Serving five to 15 years on the November 1988 convictions for illegal gun possession, Davis was acquitted of another alleged drug dealer's murder.

But in a third murder trial, about another alleged drug dealer, Davis was convicted, and sentenced to 25 years to life.

After converting to Islam, he changed his name.

Maintaining his innocence, he continued to allege that the police had framed him.

A prevalent view attributes his infamous acquittal, rather, to racial bias by a proverbial "Bronx jury."

1990

But particularly with the Mollen Commission's 1990s exposure of widespread criminality, including drug dealing and violence, by New York City police officers, and then a 2003 independent documentary favoring Davis's explanation, his story continues to provoke divided reactions.

An aspiring rapper, Davis was known by peers as musically talented, playing multiple instruments.

He was also entrepreneurial, reputedly operating small music studios in the Bronx and Manhattan, while also repairing and modifying motorcycles.

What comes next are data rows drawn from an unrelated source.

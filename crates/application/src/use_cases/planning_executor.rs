use std::collections::{BTreeMap, HashMap};
use std::sync::Arc;

use serde::{Deserialize, Serialize};
use tracing::{debug, error, info, instrument, warn};

use task_assigning_domain::{
    PlanningItem, TaskDataSummary, TaskQueryService, TaskStatus, UnitOfWorkFactory,
};
use task_assigning_errors::{TaskAssigningError, TaskAssigningResult};

use super::commands::PlanningCommand;

/// 计划执行失败的原因
#[derive(Debug, Clone, Copy, PartialEq, Eq, Serialize, Deserialize)]
pub enum PlanningErrorCode {
    /// 任务在计划计算之后被外部操作修改，等待下一个计划即可
    TaskModifiedSincePlanCalculation,
    UnexpectedError,
}

/// 计划执行结果
#[derive(Debug, Clone, Default, PartialEq, Eq, Serialize, Deserialize)]
pub struct ExecutePlanningResult {
    pub error: Option<PlanningErrorCode>,
    pub error_message: Option<String>,
    pub container_id: Option<String>,
}

impl ExecutePlanningResult {
    pub fn success() -> Self {
        Self::default()
    }

    pub fn has_error(&self) -> bool {
        self.error.is_some()
    }

    fn from_error(err: TaskAssigningError, container_id: Option<String>) -> Self {
        let (code, container_id) = match err {
            TaskAssigningError::TaskModified {
                ref container_id, ..
            } => (
                PlanningErrorCode::TaskModifiedSincePlanCalculation,
                Some(container_id.clone()),
            ),
            TaskAssigningError::StatusMismatch { .. } => {
                (PlanningErrorCode::TaskModifiedSincePlanCalculation, container_id)
            }
            _ => (PlanningErrorCode::UnexpectedError, container_id),
        };
        Self {
            error: Some(code),
            error_message: Some(err.to_string()),
            container_id,
        }
    }
}

/// 把求解器的计划落地到任务运行时
pub struct PlanningExecutor {
    query_service: Arc<dyn TaskQueryService>,
    uow_factory: Arc<dyn UnitOfWorkFactory>,
    summary_page_size: u32,
}

impl PlanningExecutor {
    pub fn new(
        query_service: Arc<dyn TaskQueryService>,
        uow_factory: Arc<dyn UnitOfWorkFactory>,
        summary_page_size: u32,
    ) -> Self {
        // 页大小为 0 时读不到任何摘要
        if summary_page_size == 0 {
            warn!("摘要分页大小为 0，改用 1");
        }
        Self {
            query_service,
            uow_factory,
            summary_page_size: summary_page_size.max(1),
        }
    }

    /// 执行计划，遇到第一个错误即停止
    #[instrument(skip(self, items), fields(items = items.len()))]
    pub async fn execute_planning(
        &self,
        items: &[PlanningItem],
        user_id: &str,
    ) -> ExecutePlanningResult {
        let live = match self
            .query_service
            .read_tasks_data_summary(0, &TaskStatus::ACTIVE, self.summary_page_size)
            .await
        {
            Ok(live) => live,
            Err(err) => {
                error!("读取任务摘要失败: {}", err);
                return ExecutePlanningResult::from_error(err, None);
            }
        };

        let commands_by_container = match calculate_commands(items, live, user_id) {
            Ok(commands) => commands,
            Err(err) => {
                debug!("计划计算阶段出错: {}", err);
                return ExecutePlanningResult::from_error(err, None);
            }
        };

        for (container_id, commands) in commands_by_container {
            if let Err(err) = self.execute_container_commands(&container_id, commands).await {
                if err.is_programming_error() || err.is_retryable() {
                    error!("容器 {} 执行计划命令失败: {}", container_id, err);
                } else {
                    debug!("容器 {} 执行计划命令失败: {}", container_id, err);
                }
                return ExecutePlanningResult::from_error(err, Some(container_id));
            }
        }

        info!("计划执行完成: {} 个计划项", items.len());
        ExecutePlanningResult::success()
    }

    /// 委派逐个在独立的工作单元中执行，其余命令在同一个工作单元中执行
    async fn execute_container_commands(
        &self,
        container_id: &str,
        commands: Vec<PlanningCommand>,
    ) -> TaskAssigningResult<()> {
        let (delegations, db_only): (Vec<_>, Vec<_>) =
            commands.into_iter().partition(PlanningCommand::is_delegation);
        debug!(
            "执行容器 {} 的计划命令: {} 个委派, {} 个决策写入",
            container_id,
            delegations.len(),
            db_only.len()
        );

        for delegation in &delegations {
            self.run_in_unit_of_work(std::slice::from_ref(delegation)).await?;
        }
        if !db_only.is_empty() {
            self.run_in_unit_of_work(&db_only).await?;
        }
        Ok(())
    }

    async fn run_in_unit_of_work(&self, commands: &[PlanningCommand]) -> TaskAssigningResult<()> {
        let uow = self.uow_factory.begin().await?;
        for command in commands {
            if let Err(err) = command.execute(&*uow).await {
                if let Err(rollback_err) = uow.rollback().await {
                    warn!("回滚工作单元失败: {}", rollback_err);
                }
                return Err(err);
            }
        }
        uow.commit().await
    }
}

/// 根据计划项与任务现状计算需要执行的命令，按容器分组
///
/// 计划中没有出现、仍处于 Ready/Reserved/Suspended 且带有决策的任务会得到删除命令。
pub fn calculate_commands(
    items: &[PlanningItem],
    live: Vec<TaskDataSummary>,
    user_id: &str,
) -> TaskAssigningResult<BTreeMap<String, Vec<PlanningCommand>>> {
    let mut live_by_id: HashMap<i64, TaskDataSummary> =
        live.into_iter().map(|t| (t.task_id, t)).collect();
    let mut commands: BTreeMap<String, Vec<PlanningCommand>> = BTreeMap::new();

    for item in items {
        let planned = &item.planning_task;
        let task = live_by_id.remove(&item.task_id).ok_or_else(|| {
            task_modified(
                item,
                format!(
                    "任务不再处于期望的状态 {:?} 之一",
                    TaskStatus::ACTIVE.map(|s| s.as_str())
                ),
            )
        })?;

        let actual_owner = task.actual_owner.as_deref().filter(|o| !o.is_empty());
        let stored = task.planning_task.as_ref();

        if let (Some(owner), Some(stored)) = (actual_owner, stored) {
            if owner == stored.assigned_user && stored == planned {
                continue;
            }
        }

        let delegate = match task.status {
            TaskStatus::Ready => true,
            TaskStatus::Reserved => match stored {
                None => true,
                Some(stored)
                    if actual_owner != Some(stored.assigned_user.as_str())
                        && actual_owner != Some(planned.assigned_user.as_str()) =>
                {
                    return Err(task_modified(
                        item,
                        format!(
                            "实际所有者为 {:?}，但上一次分配的用户为 {}",
                            actual_owner, stored.assigned_user
                        ),
                    ));
                }
                Some(_) => true,
            },
            TaskStatus::InProgress | TaskStatus::Suspended => {
                if actual_owner != Some(planned.assigned_user.as_str()) {
                    return Err(task_modified(
                        item,
                        format!(
                            "实际所有者为 {:?}，但期望的用户为 {}",
                            actual_owner, planned.assigned_user
                        ),
                    ));
                }
                false
            }
            other => {
                return Err(task_modified(item, format!("当前状态为 {other}，不在期望的状态之中")));
            }
        };

        let command = if delegate {
            PlanningCommand::DelegateAndSave {
                task_id: item.task_id,
                acting_user: user_id.to_string(),
                target_user: planned.assigned_user.clone(),
                index: planned.index,
                published: planned.published,
            }
        } else {
            PlanningCommand::SaveDecision {
                task_id: item.task_id,
                assigned_user: planned.assigned_user.clone(),
                index: planned.index,
                published: planned.published,
            }
        };
        commands.entry(item.container_id.clone()).or_default().push(command);
    }

    let mut stale: Vec<&TaskDataSummary> = live_by_id
        .values()
        .filter(|t| {
            matches!(
                t.status,
                TaskStatus::Ready | TaskStatus::Reserved | TaskStatus::Suspended
            ) && t.planning_task.is_some()
        })
        .collect();
    stale.sort_by_key(|t| t.task_id);
    for task in stale {
        commands
            .entry(task.container_id.clone())
            .or_default()
            .push(PlanningCommand::DeleteDecision {
                task_id: task.task_id,
            });
    }

    Ok(commands)
}

fn task_modified(item: &PlanningItem, message: String) -> TaskAssigningError {
    TaskAssigningError::TaskModified {
        task_id: item.task_id,
        container_id: item.container_id.clone(),
        message,
    }
}
pub mod models;
pub mod validation;

pub use models::{
    AppConfig, DatabaseConfig, LogLevel, LoggingConfig, OutputFormat, PlanningConfig,
};
pub use validation::{ConfigValidator, ValidationUtils};

/// Configuration error type
pub type ConfigResult<T> = Result<T, ConfigError>;

/// Configuration error enumeration
#[derive(Debug, thiserror::Error)]
pub enum ConfigError {
    #[error("Configuration error: {0}")]
    Configuration(String),

    #[error("Validation error: {0}")]
    Validation(String),

    #[error("File error: {0}")]
    File(String),

    #[error("Parse error: {0}")]
    Parse(String),
}

impl From<anyhow::Error> for ConfigError {
    fn from(err: anyhow::Error) -> Self {
        ConfigError::Configuration(err.to_string())
    }
}

impl From<config::ConfigError> for ConfigError {
    fn from(err: config::ConfigError) -> Self {
        ConfigError::Parse(err.to_string())
    }
}

impl From<toml::de::Error> for ConfigError {
    fn from(err: toml::de::Error) -> Self {
        ConfigError::Parse(err.to_string())
    }
}
#[cfg(test)]
mod tests {
    use super::*;
    use crate::chain::sentinels::{SECONDARY_SENTINEL_TASK_ID, SENTINEL_TASK_ID};
    use crate::entities::OrganizationalEntity;

    #[test]
    fn test_new_solution_anchors_sentinels_on_placeholder() {
        let solution = ChainSolution::new();
        let chain: Vec<i64> = solution
            .chain_of(solution.placeholder())
            .map(|k| solution.task(k).id())
            .collect();
        assert_eq!(chain, vec![SENTINEL_TASK_ID, SECONDARY_SENTINEL_TASK_ID]);

        for key in solution.chain_of(solution.placeholder()) {
            assert!(solution.accepts_current_owner(key));
        }
        assert!(solution.verify().is_ok());
        assert!(!solution.has_pending_changes());
    }

    #[test]
    fn test_sentinel_previous_cannot_be_reassigned() {
        let mut solution = ChainSolution::new();
        let sentinel = solution.find_task(SENTINEL_TASK_ID).unwrap();
        let err = solution.set_previous(sentinel, None).unwrap_err();
        assert!(matches!(err, TaskAssigningError::ImmutableEntity { .. }));
        assert!(!solution.has_pending_changes());
    }

    #[test]
    fn test_duplicate_entities_are_rejected() {
        let mut solution = ChainSolution::new();
        solution.add_resource(Resource::new(1, "alice")).unwrap();
        assert!(solution.add_resource(Resource::new(2, "alice")).is_err());
        assert!(solution
            .add_task(WorkItem::new(SENTINEL_TASK_ID, "clash", 0))
            .is_err());
    }

    #[test]
    fn test_self_loop_is_rejected() {
        let mut solution = ChainSolution::new();
        let a = solution.add_task(WorkItem::new(1, "A", 0)).unwrap();
        assert!(solution
            .set_previous(a, Some(ChainNode::WorkItem(a)))
            .is_err());
    }

    #[test]
    fn test_unknown_node_is_rejected() {
        let mut solution = ChainSolution::new();
        let a = solution.add_task(WorkItem::new(1, "A", 0)).unwrap();
        let err = solution
            .set_previous(a, Some(ChainNode::Resource(ResourceKey(99))))
            .unwrap_err();
        assert!(matches!(err, TaskAssigningError::UnknownChainNode { .. }));
    }

    #[test]
    fn test_accepts_current_owner() {
        let mut solution = ChainSolution::new();
        let alice = solution.add_resource(Resource::new(1, "alice")).unwrap();
        let bob = solution
            .add_resource(Resource::new(2, "bob").with_groups(["hr"]))
            .unwrap();
        let a = solution
            .add_task(
                WorkItem::new(1, "A", 0).with_eligible_owners([OrganizationalEntity::user("alice")]),
            )
            .unwrap();
        let b = solution
            .add_task(
                WorkItem::new(2, "B", 0).with_eligible_owners([OrganizationalEntity::group("hr")]),
            )
            .unwrap();
        let c = solution.add_task(WorkItem::new(3, "C", 0)).unwrap();

        assert!(!solution.accepts_current_owner(a));

        solution.set_previous(a, Some(ChainNode::Resource(alice))).unwrap();
        solution.set_previous(b, Some(ChainNode::Resource(bob))).unwrap();
        let last_sentinel = solution.find_task(SECONDARY_SENTINEL_TASK_ID).unwrap();
        solution
            .set_previous(c, Some(ChainNode::WorkItem(last_sentinel)))
            .unwrap();
        solution.propagate();

        assert!(solution.accepts_current_owner(a));
        assert!(solution.accepts_current_owner(b));
        assert_eq!(solution.owner(c), Some(solution.placeholder()));
        assert!(solution.accepts_current_owner(c));

        solution.set_previous(a, Some(ChainNode::Resource(bob))).unwrap();
        solution.set_previous(b, Some(ChainNode::WorkItem(a))).unwrap();
        solution.propagate();
        assert!(!solution.accepts_current_owner(a));
        assert!(solution.accepts_current_owner(b));
    }

    #[test]
    fn test_verify_detects_unpropagated_edit() {
        let mut solution = ChainSolution::new();
        let alice = solution.add_resource(Resource::new(1, "alice")).unwrap();
        let a = solution.add_task(WorkItem::new(1, "A", 0)).unwrap();
        solution.set_previous(a, Some(ChainNode::Resource(alice))).unwrap();

        let err = solution.verify().unwrap_err();
        assert!(matches!(err, TaskAssigningError::InvariantViolation(_)));

        solution.propagate();
        assert!(solution.verify().is_ok());
        assert!(solution.is_first_in_chain(a));
    }

    #[test]
    fn test_verify_handles_saturated_end_times() {
        let mut solution = ChainSolution::new();
        let alice = solution.add_resource(Resource::new(1, "alice")).unwrap();
        let a = solution
            .add_task(WorkItem::new(1, "A", 0).with_duration(i32::MAX).unwrap())
            .unwrap();
        let b = solution
            .add_task(WorkItem::new(2, "B", 0).with_duration(i32::MAX).unwrap())
            .unwrap();
        solution.set_previous(a, Some(ChainNode::Resource(alice))).unwrap();
        solution.set_previous(b, Some(ChainNode::WorkItem(a))).unwrap();
        solution.propagate();

        assert!(solution.verify().is_ok());

        // 结束时间被改写后不再等于开始时间加耗时
        solution.tasks[b.0].end_time = Some(0);
        assert!(solution.verify().is_err());
    }
}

Davis's peers acknowledge that by midway through adolescence, Davis was dealing drugs, but claim that he ceased once the woman expecting his first child miscarried and then he learned of her crack use, which he blamed for the miscarriage.

1991

Davis was later convicted in April 1991 of a Bronx drug dealer's 1986 murder.

2008

In 2008, Davis died via stabbing by a fellow inmate.

2017

On the 17th day of a massive manhunt, he was traced to a Bronx building, where he hid in an unknown family's unit.

Telephoned by the police, he claimed to hold its occupants hostage.

After tireless negotiations that lasted all night long, Davis was eventually convinced that the police officers would not shoot him because of all the media presence, so he then decided that it was time for him to surrender peacefully.

Davis's legal defense, led by William Kunstler, contended that the raid was a pretense to murder Davis for knowledge of officers' alleged complicity in illicit drug sales and to punish him for abandoning his own drug dealing under them.